--- START ---
// SPDX-License-Identifier: MIT OR Apache-2.0
//! Pin definitions for node inputs/outputs.

use crate::connection::ConnectionId;
use serde::{Deserialize, Serialize};
use uuid::Uuid;

/// Unique identifier for a pin
#[derive(Debug, Clone, Copy, PartialEq, Eq, Hash, Serialize, Deserialize)]
pub struct PinId(pub Uuid);

impl PinId {
    /// Create a new random pin ID
    pub fn new() -> Self {
        Self(Uuid::new_v4())
    }
}

impl Default for PinId {
    fn default() -> Self {
        Self::new()
    }
}

/// Pin direction
#[derive(Debug, Clone, Copy, PartialEq, Eq, Serialize, Deserialize)]
pub enum PinDirection {
    /// Input pin
    Input,
    /// Output pin
    Output,
}

/// Data type that can flow through pins
#[derive(Debug, Clone, PartialEq, Eq, Hash, Serialize, Deserialize)]
pub enum PinType {
    /// Execution signal
    Exec,
    /// Boolean value
    Bool,
    /// Integer value
    Int,
    /// Floating point value
    Float,
    /// String value
    String,
    /// Interned name (fact names, tags)
    Name,
    /// Entity/actor reference
    Entity,
    /// Any data type (for generic nodes)
    Any,
    /// Custom type
    Custom(String),
}

impl PinType {
    /// Whether this is the execution type
    pub fn is_exec(&self) -> bool {
        matches!(self, Self::Exec)
    }

    /// Check if this type can connect to another type
    pub fn can_connect_to(&self, other: &PinType) -> bool {
        // Exec only ever pairs with exec
        if self.is_exec() || other.is_exec() {
            return self.is_exec() && other.is_exec();
        }

        if matches!(self, Self::Any) || matches!(other, Self::Any) {
            return true;
        }

        if self == other {
            return true;
        }

        matches!(
            (self, other),
            (Self::Int, Self::Float)
                | (Self::Float, Self::Int)
                | (Self::Name, Self::String)
                | (Self::String, Self::Name)
        )
    }
}

/// A pin on a node
#[derive(Debug, Clone, Serialize, Deserialize)]
pub struct Pin {
    /// Unique pin ID
    pub id: PinId,
    /// Pin name, unique per direction on a node
    pub name: String,
    /// Pin direction
    pub direction: PinDirection,
    /// Data type
    pub pin_type: PinType,
    /// Default value (for data inputs)
    #[serde(default)]
    pub default_value: Option<PinValue>,
    /// Whether an input accepts several sources
    #[serde(default)]
    pub merge_inputs: bool,
    /// Connections registered on this pin
    #[serde(default, skip_serializing_if = "Vec::is_empty")]
    pub(crate) connections: Vec<ConnectionId>,
}

impl Pin {
    /// Create a new pin
    pub fn new(name: impl Into<String>, pin_type: PinType, direction: PinDirection) -> Self {
        Self {
            id: PinId::new(),
            name: name.into(),
            direction,
            pin_type,
            default_value: None,
            merge_inputs: false,
            connections: Vec::new(),
        }
    }

    /// Create a new input pin
    pub fn input(name: impl Into<String>, pin_type: PinType) -> Self {
        Self::new(name, pin_type, PinDirection::Input)
    }

    /// Create a new output pin
    pub fn output(name: impl Into<String>, pin_type: PinType) -> Self {
        Self::new(name, pin_type, PinDirection::Output)
    }

    /// Execution input
    pub fn exec_in(name: impl Into<String>) -> Self {
        Self::input(name, PinType::Exec)
    }

    /// Execution output
    pub fn exec_out(name: impl Into<String>) -> Self {
        Self::output(name, PinType::Exec)
    }

    /// Set the default value
    pub fn with_default(mut self, value: PinValue) -> Self {
        self.default_value = Some(value);
        self
    }

    /// Allow several sources on this input
    pub fn merged(mut self) -> Self {
        self.merge_inputs = true;
        self
    }

    /// Data type of the pin
    pub fn pin_type(&self) -> &PinType {
        &self.pin_type
    }

    /// Direction of the pin
    pub fn direction(&self) -> PinDirection {
        self.direction
    }

    /// Connections currently registered on the pin
    pub fn connections(&self) -> &[ConnectionId] {
        &self.connections
    }

    /// Whether the pin has any connection
    pub fn is_connected(&self) -> bool {
        !self.connections.is_empty()
    }

    /// Whether another source may still be attached to this pin
    pub fn accepts_source(&self) -> bool {
        self.direction == PinDirection::Output || self.merge_inputs || self.connections.is_empty()
    }

    /// Clone the pin schema with a fresh ID and no connections
    pub fn instantiate(&self) -> Self {
        Self {
            id: PinId::new(),
            connections: Vec::new(),
            ..self.clone()
        }
    }

    pub(crate) fn register(&mut self, connection: ConnectionId) {
        if !self.connections.contains(&connection) {
            self.connections.push(connection);
        }
    }

    pub(crate) fn unregister(&mut self, connection: ConnectionId) {
        self.connections.retain(|c| *c != connection);
    }
}

/// Value that can be carried by a pin or stored in node memory
#[derive(Debug, Clone, PartialEq, Serialize, Deserialize)]
pub enum PinValue {
    /// Boolean
    Bool(bool),
    /// Integer
    Int(i64),
    /// Float
    Float(f64),
    /// String
    String(String),
    /// Name
    Name(String),
    /// Entity reference
    Entity(u64),
}

impl PinValue {
    /// Get the pin type for this value
    pub fn pin_type(&self) -> PinType {
        match self {
            Self::Bool(_) => PinType::Bool,
            Self::Int(_) => PinType::Int,
            Self::Float(_) => PinType::Float,
            Self::String(_) => PinType::String,
            Self::Name(_) => PinType::Name,
            Self::Entity(_) => PinType::Entity,
        }
    }

    /// Boolean view of the value
    pub fn as_bool(&self) -> Option<bool> {
        match self {
            Self::Bool(b) => Some(*b),
            _ => None,
        }
    }

    /// Integer view of the value (floats are not truncated)
    pub fn as_int(&self) -> Option<i64> {
        match self {
            Self::Int(i) => Some(*i),
            Self::Entity(e) => i64::try_from(*e).ok(),
            _ => None,
        }
    }

    /// Float view of the value
    pub fn as_float(&self) -> Option<f64> {
        match self {
            Self::Float(f) => Some(*f),
            Self::Int(i) => Some(*i as f64),
            _ => None,
        }
    }

    /// String view of the value
    pub fn as_str(&self) -> Option<&str> {
        match self {
            Self::String(s) | Self::Name(s) => Some(s),
            _ => None,
        }
    }

    /// Entity view of the value
    pub fn as_entity(&self) -> Option<u64> {
        match self {
            Self::Entity(e) => Some(*e),
            Self::Int(i) => u64::try_from(*i).ok(),
            _ => None,
        }
    }
}

impl From<bool> for PinValue {
    fn from(value: bool) -> Self {
        Self::Bool(value)
    }
}

impl From<i64> for PinValue {
    fn from(value: i64) -> Self {
        Self::Int(value)
    }
}

impl From<f64> for PinValue {
    fn from(value: f64) -> Self {
        Self::Float(value)
    }
}

impl From<&str> for PinValue {
    fn from(value: &str) -> Self {
        Self::String(value.to_string())
    }
}

impl From<String> for PinValue {
    fn from(value: String) -> Self {
        Self::String(value)
    }
}

#[cfg(test)]
mod tests {
    use super::*;

    #[test]
    fn test_exec_only_pairs_with_exec() {
        assert!(PinType::Exec.can_connect_to(&PinType::Exec));
        assert!(!PinType::Exec.can_connect_to(&PinType::Any));
        assert!(!PinType::Any.can_connect_to(&PinType::Exec));
        assert!(!PinType::Bool.can_connect_to(&PinType::Exec));
    }

    #[test]
    fn test_implicit_conversions() {
        assert!(PinType::Int.can_connect_to(&PinType::Float));
        assert!(PinType::Name.can_connect_to(&PinType::String));
        assert!(PinType::Any.can_connect_to(&PinType::Entity));
        assert!(!PinType::Bool.can_connect_to(&PinType::Int));
        assert!(!PinType::Custom("a".into()).can_connect_to(&PinType::Custom("b".into())));
    }

    #[test]
    fn test_output_always_accepts_source() {
        let mut input = Pin::exec_in("In");
        assert!(input.accepts_source());
        input.register(ConnectionId::new());
        assert!(!input.accepts_source());

        let mut merged = Pin::exec_in("In").merged();
        merged.register(ConnectionId::new());
        assert!(merged.accepts_source());
    }

    #[test]
    fn test_value_views() {
        assert_eq!(PinValue::Int(3).as_float(), Some(3.0));
        assert_eq!(PinValue::Float(2.5).as_int(), None);
        assert_eq!(PinValue::Name("door".into()).as_str(), Some("door"));
        assert_eq!(PinValue::Int(-1).as_entity(), None);
    }

    mod prop_tests {
        use super::*;
        use proptest::prelude::*;

        fn arb_pin_type() -> BoxedStrategy<PinType> {
            prop_oneof![
                Just(PinType::Exec),
                Just(PinType::Bool),
                Just(PinType::Int),
                Just(PinType::Float),
                Just(PinType::String),
                Just(PinType::Name),
                Just(PinType::Entity),
                Just(PinType::Any),
                "[a-c]".prop_map(PinType::Custom),
            ]
            .boxed()
        }

        proptest! {
            /// Compatibility does not depend on which side is the source.
            #[test]
            fn prop_compatibility_is_symmetric(a in arb_pin_type(), b in arb_pin_type()) {
                prop_assert_eq!(a.can_connect_to(&b), b.can_connect_to(&a));
            }

            /// Every type connects to itself, and exec never meets data.
            #[test]
            fn prop_exec_is_isolated(a in arb_pin_type()) {
                prop_assert!(a.can_connect_to(&a));
                prop_assert_eq!(a.can_connect_to(&PinType::Exec), a.is_exec());
            }
        }
    }
}
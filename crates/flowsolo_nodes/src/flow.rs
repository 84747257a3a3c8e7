// SPDX-License-Identifier: MIT OR Apache-2.0
//! Flow control nodes: entry points, terminal nodes and sequencing.

use flowsolo_graph::{
    Activation, ExecutionError, NodeBehavior, NodeCategory, NodeContext, NodeDescriptor, Pin,
    Signal,
};

/// Number of outputs on `flow.sequence`
pub const SEQUENCE_OUTPUTS: usize = 4;

/// `flow.start`: root node the host triggers directly
pub struct Start;

impl NodeBehavior for Start {
    fn descriptor(&self) -> NodeDescriptor {
        NodeDescriptor::new("flow.start", "Start", NodeCategory::Flow)
            .describe("Entry point triggered by the host")
            .output(Pin::exec_out("Out"))
    }

    fn activate(&self, ctx: &mut NodeContext<'_>) -> Result<Activation, ExecutionError> {
        tracing::debug!(node = %ctx.node_name, "flow started");
        Ok(Activation::leave("Out"))
    }
}

/// `flow.finish`: single-shot terminal node
pub struct Finish;

impl NodeBehavior for Finish {
    fn descriptor(&self) -> NodeDescriptor {
        NodeDescriptor::new("flow.finish", "Finish", NodeCategory::Flow)
            .describe("Ends the flow; ignores later signals")
            .input(Pin::exec_in("In").merged())
    }

    fn activate(&self, ctx: &mut NodeContext<'_>) -> Result<Activation, ExecutionError> {
        tracing::info!(node = %ctx.node_name, epoch = ?ctx.epoch, "flow finished");
        Ok(Activation::finish())
    }
}

/// `flow.sequence`: fire `Then 0`, `Then 1`, ... in order
pub struct Sequence;

impl Sequence {
    fn output_name(index: usize) -> String {
        format!("Then {index}")
    }
}

impl NodeBehavior for Sequence {
    fn descriptor(&self) -> NodeDescriptor {
        (0..SEQUENCE_OUTPUTS).fold(
            NodeDescriptor::new("flow.sequence", "Sequence", NodeCategory::Flow)
                .describe("Fire each output in order")
                .input(Pin::exec_in("In").merged()),
            |desc, i| desc.output(Pin::exec_out(Self::output_name(i))),
        )
    }

    fn activate(&self, _ctx: &mut NodeContext<'_>) -> Result<Activation, ExecutionError> {
        Ok(Activation::Leave(
            (0..SEQUENCE_OUTPUTS)
                .map(|i| Signal::exec(Self::output_name(i)))
                .collect(),
        ))
    }
}

#[cfg(test)]
mod tests {
    use super::*;
    use flowsolo_graph::{
        BehaviorRegistry, Engine, EngineConfig, Graph, NodeState, TriggerTarget,
    };
    use std::sync::Arc;

    fn engine() -> Engine {
        let mut registry = BehaviorRegistry::new();
        registry.register(Start);
        registry.register(Finish);
        registry.register(Sequence);
        Engine::new(Arc::new(registry), EngineConfig::default())
    }

    #[test]
    fn test_sequence_fires_in_order() {
        let engine = engine();
        let mut graph = Graph::new("seq");
        let start = graph.add_node(engine.registry().create_node("flow.start").unwrap()).unwrap();
        let seq = graph.add_node(engine.registry().create_node("flow.sequence").unwrap()).unwrap();
        let first = graph.add_node(engine.registry().create_node("flow.finish").unwrap()).unwrap();
        let second = graph.add_node(engine.registry().create_node("flow.finish").unwrap()).unwrap();
        graph.connect_by_name(start, "Out", seq, "In").unwrap();
        graph.connect_by_name(seq, "Then 1", second, "In").unwrap();
        graph.connect_by_name(seq, "Then 0", first, "In").unwrap();

        let report = engine.trigger(&mut graph, TriggerTarget::Node(start)).unwrap().report;
        assert_eq!(report.activated, vec![start, seq, first, second]);
        assert_eq!(graph.node_state(first), Some(NodeState::Finished));
        assert_eq!(graph.node_state(second), Some(NodeState::Finished));
    }

    #[test]
    fn test_finish_is_single_shot() {
        let engine = engine();
        let mut graph = Graph::new("once");
        let start = graph.add_node(engine.registry().create_node("flow.start").unwrap()).unwrap();
        let end = graph.add_node(engine.registry().create_node("flow.finish").unwrap()).unwrap();
        graph.connect_by_name(start, "Out", end, "In").unwrap();

        engine.trigger(&mut graph, TriggerTarget::Node(start)).unwrap();
        let again = engine.trigger(&mut graph, TriggerTarget::Node(start)).unwrap().report;
        assert_eq!(again.activated, vec![start]);
        assert_eq!(again.signals.len(), 1);
    }
}
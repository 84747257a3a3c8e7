// SPDX-License-Identifier: MIT OR Apache-2.0
//! Standard node library for `FlowSolo`.
//!
//! Every node here is built on the public node extension API of
//! `flowsolo_graph`; none of them is known to the engine. The library covers:
//! - Flow control (start, finish, sequence)
//! - Debug logging
//! - Facts (set, check) and wait/continue conditions
//! - Cinematic playback and actor spawning
//! - Entity property bindings
//! - Workspots
//!
//! [`register_defaults`] wires all of them against a set of [`HostServices`].

pub mod cinematic;
pub mod fact;
pub mod flow;
pub mod log;
pub mod property;
pub mod services;
pub mod wait;
pub mod workspot;

pub use cinematic::{PlayCinematic, SpawnActor, CINEMATIC_FINISHED};
pub use fact::{FactCheck, FactSet, FactStore, FactTable, FACT_CHANGED};
pub use flow::{Finish, Sequence, Start};
pub use log::UniversalLog;
pub use property::{BindProperty, EntityBinding, EntityId, PropertyStore, PropertyTable};
pub use services::{
    ActorRoster, ActorSpawner, CinematicLibrary, CinematicPlayer, HostServices, ServiceError,
    SpawnedActor, WorkspotBoard, WorkspotManager,
};
pub use wait::{Condition, FactCondition, TimeCondition, WaitContinue};
pub use workspot::{AssignWorkspot, WORKSPOT_FINISHED};

use flowsolo_graph::BehaviorRegistry;

/// Register every standard node type
pub fn register_defaults(registry: &mut BehaviorRegistry, services: &HostServices) {
    registry.register(Start);
    registry.register(Finish);
    registry.register(Sequence);
    registry.register(UniversalLog);
    registry.register(FactSet::new(services.facts.clone()));
    registry.register(FactCheck::new(services.facts.clone()));
    registry.register(WaitContinue::new(services.facts.clone()));
    registry.register(PlayCinematic::new(services.cinematics.clone()));
    registry.register(SpawnActor::new(services.spawner.clone()));
    registry.register(BindProperty::new(services.properties.clone()));
    registry.register(AssignWorkspot::new(services.workspots.clone()));
    tracing::debug!(count = registry.len(), "standard nodes registered");
}

/// Registry holding only the standard nodes
pub fn default_registry(services: &HostServices) -> BehaviorRegistry {
    let mut registry = BehaviorRegistry::new();
    register_defaults(&mut registry, services);
    registry
}
/// Check every node of a graph against the registry
pub fn validate_graph(graph: &Graph, registry: &BehaviorRegistry) -> Result<()> {
    graph.validate()?;
    let mut problems = Vec::new();
    for node in graph.nodes() {
        match registry.descriptor(&node.node_type) {
            None => problems.push(format!(
                "node `{}` ({}) has unknown type `{}`",
                node.name, node.id, node.node_type
            )),
            Some(descriptor) if !descriptor.allows(graph.kind) => problems.push(format!(
                "node `{}` ({}) of type `{}` is not allowed in {:?} graphs",
                node.name, node.id, node.node_type, graph.kind
            )),
            Some(_) => {}
        }
    }
    if problems.is_empty() {
        Ok(())
    } else {
        Err(HostError::Invalid(problems.join("\n")))
    }
}

/// Load a graph template from a RON file
pub fn load_graph(path: &Path) -> Result<Graph> {
    let source = std::fs::read_to_string(path).map_err(|e| HostError::io(path, e))?;
    Ok(Graph::from_ron(&source)?)
}

/// Load a snapshot file, picking the decoder from the extension
pub fn load_snapshot(path: &Path) -> Result<RuntimeSnapshot> {
    load_snapshot_as(path, SnapshotFormat::from_path(path))
}

/// Load a snapshot file written in the given format
pub fn load_snapshot_as(path: &Path, format: SnapshotFormat) -> Result<RuntimeSnapshot> {
    match format {
        SnapshotFormat::Ron => {
            let source = std::fs::read_to_string(path).map_err(|e| HostError::io(path, e))?;
            Ok(RuntimeSnapshot::from_ron(&source)?)
        }
        SnapshotFormat::Binary => {
            let bytes = std::fs::read(path).map_err(|e| HostError::io(path, e))?;
            Ok(RuntimeSnapshot::from_bytes(&bytes)?)
        }
    }
}

/// Write a snapshot file in the given format
pub fn save_snapshot(snapshot: &RuntimeSnapshot, path: &Path, format: SnapshotFormat) -> Result<()> {
    match format {
        SnapshotFormat::Ron => {
            let text = snapshot.to_ron()?;
            std::fs::write(path, text).map_err(|e| HostError::io(path, e))
        }
        SnapshotFormat::Binary => {
            let bytes = snapshot.to_bytes()?;
            std::fs::write(path, bytes).map_err(|e| HostError::io(path, e))
        }
    }
}

fn load_world_state(path: &Path, format: SnapshotFormat) -> Result<WorldState> {
    match format {
        SnapshotFormat::Ron => {
            let source = std::fs::read_to_string(path).map_err(|e| HostError::io(path, e))?;
            Ok(WorldState::from_ron(&source)?)
        }
        SnapshotFormat::Binary => {
            let bytes = std::fs::read(path).map_err(|e| HostError::io(path, e))?;
            Ok(WorldState::from_bytes(&bytes)?)
        }
    }
}

fn save_world_state(state: &WorldState, path: &Path, format: SnapshotFormat) -> Result<()> {
    match format {
        SnapshotFormat::Ron => {
            let text = state.to_ron()?;
            std::fs::write(path, text).map_err(|e| HostError::io(path, e))
        }
        SnapshotFormat::Binary => {
            let bytes = state.to_bytes()?;
            std::fs::write(path, bytes).map_err(|e| HostError::io(path, e))
        }
    }
}

/// Log the issues of a propagation report
pub fn log_report(report: &PropagationReport) {
    for issue in &report.issues {
        match issue {
            RuntimeIssue::Execution { node, error } => {
                tracing::error!(%node, %error, "node failed");
            }
            RuntimeIssue::CycleDetected { epoch, node, depth } => {
                tracing::warn!(%epoch, %node, depth, "cycle cut");
            }
            RuntimeIssue::SignalBudgetExceeded { epoch, limit } => {
                tracing::warn!(%epoch, limit, "signal budget exhausted");
            }
        }
    }
}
--- END ---
Task objective => Report the lines above that contain "WaitContinue".

Task output =>
pub use wait::{Condition, FactCondition, TimeCondition, WaitContinue};
    registry.register(WaitContinue::new(services.facts.clone()));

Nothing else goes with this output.